Big down days have been few and far between for U.S. stock markets of late. So today’s 1% pullback in the S&P 500 is a distinct change in direction.
This marks the first time the benchmark index has fallen more than a full percentage point in one day since July 20. It’s just the fifth down day of 1% or more since the beginning of June.
Is this the beginning of a late arriving September sell-off? Perhaps. It’s the sixth time in seven sessions that the index has fallen. But that seems like more of a correction than anything else.
QE3 was announced on September 13, boosting stocks 1.6% that day. Since then the S&P 500 has all but returned to where it was the day before the Fed unveiled its latest bond-buying plan. Overall, stocks are still up 2.5% in what is typically the market’s worst performing month of the year.

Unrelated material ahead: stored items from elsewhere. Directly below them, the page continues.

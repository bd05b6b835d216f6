//! Fixed library of pure classification heuristics.
//!
//! Every detector is a named, total function from a [`Snapshot`] to an
//! optional [`BotKind`]. Detectors declare the signals they require; if any
//! required signal is absent or failed, the heuristic is not invoked and
//! the outcome is "no match". Nothing here throws, blocks, or awaits.
//!
//! Registry order is fixed and load-bearing: the aggregator resolves
//! `botKind` to the first matching detector in this order.

mod consistency;
mod drivers;
mod identity;
mod markers;
pub(crate) mod probes;

use botvet_core::{BotKind, EngineError, Snapshot};
use once_cell::sync::Lazy;
use std::collections::HashSet;

/// A named pure heuristic with declared signal requirements.
pub struct Detector {
    name: &'static str,
    requires: &'static [&'static str],
    check: fn(&Snapshot) -> Option<BotKind>,
}

impl Detector {
    pub(crate) fn new(
        name: &'static str,
        requires: &'static [&'static str],
        check: fn(&Snapshot) -> Option<BotKind>,
    ) -> Self {
        Self {
            name,
            requires,
            check,
        }
    }

    pub fn name(&self) -> &'static str {
        self.name
    }

    /// Signals that must be successfully acquired for the heuristic to run.
    pub fn requires(&self) -> &'static [&'static str] {
        self.requires
    }

    /// Run the heuristic. Missing or failed required signals short out to
    /// "no match" without invoking it.
    pub fn run(&self, snapshot: &Snapshot) -> Option<BotKind> {
        for signal in self.requires {
            if snapshot.trusted(signal).is_none() {
                return None;
            }
        }
        (self.check)(snapshot)
    }
}

impl std::fmt::Debug for Detector {
    fn fmt(&self, f: &mut std::fmt::Formatter<'_>) -> std::fmt::Result {
        f.debug_struct("Detector")
            .field("name", &self.name)
            .field("requires", &self.requires)
            .finish()
    }
}

/// The fixed detector registry, in evaluation (and precedence) order.
///
/// The order reproduces the upstream library's detector index, with the
/// driver stacks last.
pub fn registry() -> &'static [Detector] {
    static REGISTRY: Lazy<Vec<Detector>> = Lazy::new(|| {
        vec![
            identity::app_version(),
            consistency::document_attributes(),
            identity::error_trace(),
            consistency::eval_length(),
            identity::function_bind(),
            consistency::languages_inconsistency(),
            consistency::mime_types_consistency(),
            consistency::notification_permissions(),
            consistency::plugins_array(),
            consistency::process(),
            consistency::product_sub(),
            identity::user_agent(),
            markers::automation_marker(),
            consistency::software_renderer(),
            identity::window_external(),
            consistency::window_size(),
            markers::distinctive_markers(),
            drivers::puppeteer(),
            drivers::pyppeteer_stealth(),
            drivers::undetected_driver(),
            drivers::browserless(),
        ]
    });
    &REGISTRY
}

/// Startup invariant check: a registry must be non-empty with unique names.
/// Violations are configuration defects and abort engine construction.
pub fn validate_registry(detectors: &[Detector]) -> Result<(), EngineError> {
    if detectors.is_empty() {
        return Err(EngineError::InvariantViolation(
            "detector registry is empty".to_string(),
        ));
    }
    let mut seen = HashSet::new();
    for detector in detectors {
        if !seen.insert(detector.name) {
            return Err(EngineError::InvariantViolation(format!(
                "duplicate detector name '{}'",
                detector.name
            )));
        }
    }
    Ok(())
}
//! Detection session output: the verdict plus a full per-detector and
//! per-rule audit trail.
//!
//! Every detector's and every rule's outcome is recorded, not only the
//! winning one, so reporting collaborators can debug and replay sessions
//! offline. The wire shape (camelCase keys, `{bot: bool}` outcome objects)
//! is a published contract.

use botvet_core::BotKind;
use indexmap::IndexMap;
use serde::Serialize;
use serde_json::{Map, Value};

/// Immutable output of one detection session.
#[derive(Debug, Clone, PartialEq, Serialize)]
#[serde(rename_all = "camelCase")]
pub struct DetectionResult {
    /// True iff at least one detector or at least one rule matched.
    pub is_bot: bool,
    /// First matching detector in registry order, else the first matching
    /// rule's result in rule-set order, else null.
    pub bot_kind: Option<BotKind>,
    /// One entry per rule in rule-set order, matched or not.
    pub matched_rules: Vec<RuleOutcome>,
    /// One entry per detector, preserving registry order.
    pub detector_outcomes: IndexMap<String, DetectorOutcome>,
}

/// Audit entry for a single detector.
#[derive(Debug, Clone, Copy, PartialEq, Eq, Serialize)]
pub struct DetectorOutcome {
    pub bot: bool,
}

/// Audit entry for a single rule.
#[derive(Debug, Clone, PartialEq, Serialize)]
#[serde(rename_all = "camelCase")]
pub struct RuleOutcome {
    pub rule_name: String,
    pub detected: bool,
    pub details: RuleDetails,
}

/// Evaluation details retained for offline analysis.
#[derive(Debug, Clone, Default, PartialEq, Serialize)]
#[serde(rename_all = "camelCase")]
pub struct RuleDetails {
    /// The parameter scope the rule's conditions were evaluated against.
    pub parameters: Map<String, Value>,
    /// Source text of the condition selected by the match policy.
    #[serde(skip_serializing_if = "Option::is_none")]
    pub matched_condition: Option<String>,
    /// Result tag of the selected condition.
    #[serde(skip_serializing_if = "Option::is_none")]
    pub result: Option<BotKind>,
    /// Source text of every true condition. Populated only under
    /// [`MatchPolicy::AllMatches`](crate::config::MatchPolicy).
    #[serde(skip_serializing_if = "Vec::is_empty")]
    pub matched_conditions: Vec<String>,
}
//! # Pegstone
//!
//! A two-token collateralized stablecoin engine.
//!
//! One pool of collateral backs two tokens: a **peg token** ("StableCoin")
//! pinned one-to-one to the unit of account, and a **surplus share token**
//! ("DepositorCoin") whose holders own whatever pool value exceeds the
//! outstanding peg supply. Peg holders mint and burn at the oracle price;
//! share holders capitalize the surplus buffer and absorb collateral price
//! swings in both directions.
//!
//! ## Architecture
//!
//! - [`core::engine::CollateralizationEngine`] — all four operations (mint,
//!   burn, buffer deposit, buffer withdrawal), each all-or-nothing
//! - [`core::ledger::TokenLedger`] — balances, transfers, allowances; supply
//!   mutations are engine-only
//! - [`core::collateral::CollateralPool`] — the undifferentiated pool with
//!   audit counters
//! - [`oracle::price_feed::PriceSource`] — pluggable collateral price feed
//!
//! ## Example
//!
//! ```
//! use pegstone::core::{AccountId, CollateralAmount, CollateralizationEngine, EngineParams};
//! use pegstone::oracle::{Price, StaticPriceSource};
//!
//! # fn main() -> pegstone::Result<()> {
//! let feed = StaticPriceSource::new(Price::from_units(4_000)?);
//! let mut engine = CollateralizationEngine::new(EngineParams::default(), feed)?;
//!
//! let alice = AccountId::from_seed(b"alice");
//! let outcome = engine.mint(alice, CollateralAmount::from_units(1))?;
//! assert_eq!(outcome.minted.cents(), 388_000); // $4,000 less the 3% fee
//! # Ok(())
//! # }
//! ```
//!
//! All arithmetic is integer-only (u64 with u128 intermediates), rounding
//! toward zero, with checked overflow throughout.

#![forbid(unsafe_code)]
#![warn(missing_docs)]
#![warn(missing_debug_implementations)]

pub mod core;
pub mod error;
pub mod oracle;
pub mod utils;

pub use error::{Error, Result};

/// Crate version
pub const VERSION: &str = env!("CARGO_PKG_VERSION");

/// Protocol name
pub const PROTOCOL_NAME: &str = "Pegstone";

/// Commonly used types
pub mod prelude {
    pub use crate::core::{
        AccountId, BufferDepositOutcome, BufferWithdrawOutcome, BurnOutcome, CollateralAmount,
        CollateralPool, CollateralizationEngine, EngineEvent, EngineParams, EngineState,
        MintOutcome, SharedEngine, TokenAmount, TokenLedger,
    };
    pub use crate::error::{Error, Result};
    pub use crate::oracle::{Price, PriceSource, StaticPriceSource};
}

#[cfg(test)]
mod tests {
    use super::*;

    #[test]
    fn test_version_set() {
        assert!(!VERSION.is_empty());
        assert_eq!(PROTOCOL_NAME, "Pegstone");
    }
}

So stocks could continue to fall in the next few days as the QE3 after-glow continues to fade.
My colleague Andy Crowder predicted this would happen. Beginning with QE1 in 2009 and continuing through the extension of Operation Twist back in June, each subsequent Federal stimulus effort has had less of an impact on stocks than the one before.
Sure enough, QE3’s impact – at least so far – has been minimal. Really, it only lasted one day.
Stocks have slowly crept downward ever since. Today that move was a bit sharper.